### Dataset excerpts:
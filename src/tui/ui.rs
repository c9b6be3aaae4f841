//! Rendering for the three game phases.

use ratatui::{
    Frame,
    layout::{Alignment, Constraint, Direction, Layout, Rect},
    style::{Color, Modifier, Style},
    text::{Line, Span},
    widgets::{Block, Borders, Cell, Paragraph, Row, Table},
};

use super::app::App;
use crate::games::puzzle::{
    BoardLayout, GameSession, Notice, Phase, PieceGrid, RoundStatus, Submission, Tone, Urgency,
};

const MAX_CELL_WIDTH: u16 = 12;
const MAX_CELL_HEIGHT: u16 = 5;

/// Draws the whole screen and records the board layout in `app`.
pub fn draw(frame: &mut Frame, app: &mut App, session: &GameSession) {
    let chunks = Layout::default()
        .direction(Direction::Vertical)
        .constraints([
            Constraint::Length(3),
            Constraint::Min(0),
            Constraint::Length(3),
            Constraint::Length(3),
        ])
        .split(frame.area());

    let title = Paragraph::new("Swap Puzzle")
        .style(Style::default().fg(Color::Cyan).add_modifier(Modifier::BOLD))
        .alignment(Alignment::Center)
        .block(Block::default().borders(Borders::ALL));
    frame.render_widget(title, chunks[0]);

    match session.phase() {
        Phase::NameEntry => draw_name_entry(frame, chunks[1], app),
        Phase::Playing => draw_playing(frame, chunks[1], app, session),
        Phase::Summary => draw_summary(frame, chunks[1], app, session),
    }

    draw_message(frame, chunks[2], session.message());

    let help_text = match session.phase() {
        Phase::NameEntry => "Type your name | Enter: Start | Esc: Quit",
        Phase::Playing if session.status() == RoundStatus::LoadFailed => {
            "R: Retry | N: New game | Q: Quit"
        }
        Phase::Playing => {
            "Arrows/hjkl: Move | Space: Pick/Swap | Drag: Swap | Esc: Unpick | N: New game | Q: Quit"
        }
        Phase::Summary => "Enter/P: Play again | Q: Quit",
    };
    let help = Paragraph::new(help_text)
        .style(Style::default().fg(Color::DarkGray))
        .alignment(Alignment::Center)
        .block(Block::default().borders(Borders::ALL));
    frame.render_widget(help, chunks[3]);
}

fn draw_name_entry(frame: &mut Frame, area: Rect, app: &App) {
    let chunks = Layout::default()
        .direction(Direction::Vertical)
        .constraints([Constraint::Length(3), Constraint::Min(0)])
        .split(area);

    let input = Paragraph::new(app.name_input())
        .style(Style::default().fg(Color::Yellow))
        .block(
            Block::default()
                .borders(Borders::ALL)
                .title("Your name (blank plays as Anonymous)"),
        );
    frame.render_widget(input, chunks[0]);
    draw_leaderboard(frame, chunks[1], app);
}

fn draw_playing(frame: &mut Frame, area: Rect, app: &mut App, session: &GameSession) {
    let chunks = Layout::default()
        .direction(Direction::Vertical)
        .constraints([Constraint::Length(3), Constraint::Min(0)])
        .split(area);

    let title = session
        .entry()
        .map(|entry| entry.title().as_str())
        .unwrap_or("");
    let timer = session.timer();
    let timer_color = match timer.urgency() {
        Urgency::Calm => Color::Green,
        Urgency::Warning => Color::Yellow,
        Urgency::Critical => Color::Red,
    };
    let header = Line::from(vec![
        Span::raw(format!(
            "Round {}/{}   Score {}   ",
            session.round(),
            session.total_rounds(),
            session.score()
        )),
        Span::styled(
            format!("Time {}", timer.clock()),
            Style::default().fg(timer_color).add_modifier(Modifier::BOLD),
        ),
    ]);
    let header = Paragraph::new(header)
        .alignment(Alignment::Center)
        .block(Block::default().borders(Borders::ALL).title(title));
    frame.render_widget(header, chunks[0]);

    match (session.status(), session.grid()) {
        (RoundStatus::Loading, _) => {
            let loading = Paragraph::new("Loading image...")
                .alignment(Alignment::Center)
                .style(Style::default().fg(Color::DarkGray));
            frame.render_widget(loading, chunks[1]);
            app.set_layout(BoardLayout::default());
        }
        (RoundStatus::LoadFailed, _) | (_, None) => {
            app.set_layout(BoardLayout::default());
        }
        (_, Some(grid)) => draw_board(frame, chunks[1], app, grid),
    }
}

fn draw_board(frame: &mut Frame, area: Rect, app: &mut App, grid: &PieceGrid) {
    let rows = u16::try_from(grid.rows()).unwrap_or(u16::MAX).max(1);
    let cols = u16::try_from(grid.cols()).unwrap_or(u16::MAX).max(1);
    let cell_width = (area.width / cols).clamp(1, MAX_CELL_WIDTH);
    let cell_height = (area.height / rows).clamp(1, MAX_CELL_HEIGHT);
    let origin_x = area.x + area.width.saturating_sub(cell_width.saturating_mul(cols)) / 2;
    let origin_y = area.y + area.height.saturating_sub(cell_height.saturating_mul(rows)) / 2;
    let layout = BoardLayout::new(origin_x, origin_y, cell_width, cell_height, rows, cols);
    app.set_layout(layout);

    let cursor = app.selector().cursor();
    let picked = app.selector().picked().or(app.dragged_cell());
    for (cell, piece) in grid.pieces().iter().enumerate() {
        let (x, y) = layout.cell_origin(cell);
        let rect = Rect::new(x, y, cell_width, cell_height).intersection(area);
        let (offset_x, offset_y) = grid.image_offset(piece);
        let background = piece_color(offset_x, offset_y);

        let mut style = Style::default().bg(background).fg(Color::White);
        if piece.is_home() {
            style = style.add_modifier(Modifier::BOLD);
        }
        if Some(cell) == picked {
            style = style.bg(Color::Yellow).fg(Color::Black);
        }
        let borders = if cell == cursor { Borders::ALL } else { Borders::NONE };
        let label = if piece.is_home() {
            format!("{}*", piece.id() + 1)
        } else {
            format!("{}", piece.id() + 1)
        };
        let tile = Paragraph::new(label)
            .style(style)
            .alignment(Alignment::Center)
            .block(Block::default().borders(borders));
        frame.render_widget(tile, rect);
    }
}

/// Colour standing in for the slice of the image a piece shows.
fn piece_color(offset_x: u32, offset_y: u32) -> Color {
    let scale = |percent: u32| u8::try_from(40 + percent.min(100) * 180 / 100).unwrap_or(u8::MAX);
    Color::Rgb(scale(offset_x), scale(offset_y), 150)
}

fn draw_summary(frame: &mut Frame, area: Rect, app: &App, session: &GameSession) {
    let chunks = Layout::default()
        .direction(Direction::Vertical)
        .constraints([Constraint::Length(6), Constraint::Min(0)])
        .split(area);

    let final_score = session.final_score().unwrap_or(0);
    let rating = session.rating().map(|r| r.message()).unwrap_or("");
    let submission = match session.submission() {
        Submission::Idle => String::new(),
        Submission::Pending => "Saving score...".to_string(),
        Submission::Saved(_) => "Score saved to the leaderboard.".to_string(),
        Submission::Failed(reason) => format!("Could not save score: {}", reason),
    };
    let text = format!(
        "{}, your final score: {}/{}\n{}\n\n{}",
        session.player_name(),
        final_score,
        session.total_rounds(),
        rating,
        submission
    );
    let summary = Paragraph::new(text)
        .style(Style::default().fg(Color::Green).add_modifier(Modifier::BOLD))
        .alignment(Alignment::Center)
        .block(Block::default().borders(Borders::ALL).title("Game Over"));
    frame.render_widget(summary, chunks[0]);
    draw_leaderboard(frame, chunks[1], app);
}

fn draw_leaderboard(frame: &mut Frame, area: Rect, app: &App) {
    let block = Block::default().borders(Borders::ALL).title("Leaderboard");
    if let Some(error) = app.leaderboard_error() {
        let paragraph = Paragraph::new(format!("Failed to fetch scores: {}", error))
            .style(Style::default().fg(Color::Red))
            .block(block);
        frame.render_widget(paragraph, area);
        return;
    }

    if app.leaderboard_loading() && app.leaderboard().is_empty() {
        let paragraph = Paragraph::new("Loading scores...")
            .style(Style::default().fg(Color::DarkGray))
            .block(block);
        frame.render_widget(paragraph, area);
        return;
    }

    let header = Row::new(vec![
        Cell::from("#").style(Style::default().add_modifier(Modifier::BOLD)),
        Cell::from("Player").style(Style::default().add_modifier(Modifier::BOLD)),
        Cell::from("Score").style(Style::default().add_modifier(Modifier::BOLD)),
        Cell::from("When").style(Style::default().add_modifier(Modifier::BOLD)),
    ])
    .style(Style::default().fg(Color::Yellow));

    let rows: Vec<Row> = app
        .leaderboard()
        .iter()
        .enumerate()
        .map(|(rank, record)| {
            Row::new(vec![
                Cell::from((rank + 1).to_string()),
                Cell::from(record.player_name().as_str()),
                Cell::from(record.score().to_string()),
                Cell::from(record.created_at().format("%Y-%m-%d %H:%M").to_string()),
            ])
        })
        .collect();

    let widths = [
        Constraint::Length(4),
        Constraint::Percentage(45),
        Constraint::Length(7),
        Constraint::Min(16),
    ];
    frame.render_widget(Table::new(rows, widths).header(header).block(block), area);
}

fn draw_message(frame: &mut Frame, area: Rect, message: Option<&Notice>) {
    let (text, color) = match message {
        Some(notice) => (
            notice.text(),
            match notice.tone() {
                Tone::Success => Color::Green,
                Tone::Error => Color::Red,
            },
        ),
        None => ("", Color::White),
    };
    let paragraph = Paragraph::new(text)
        .style(Style::default().fg(color))
        .alignment(Alignment::Center)
        .block(Block::default().borders(Borders::ALL).title("Status"));
    frame.render_widget(paragraph, area);
}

### Your assignment:
Search the data above for the word "tile", then gather each line in which it appears.

### Result:
        let tile = Paragraph::new(label)
        frame.render_widget(tile, rect);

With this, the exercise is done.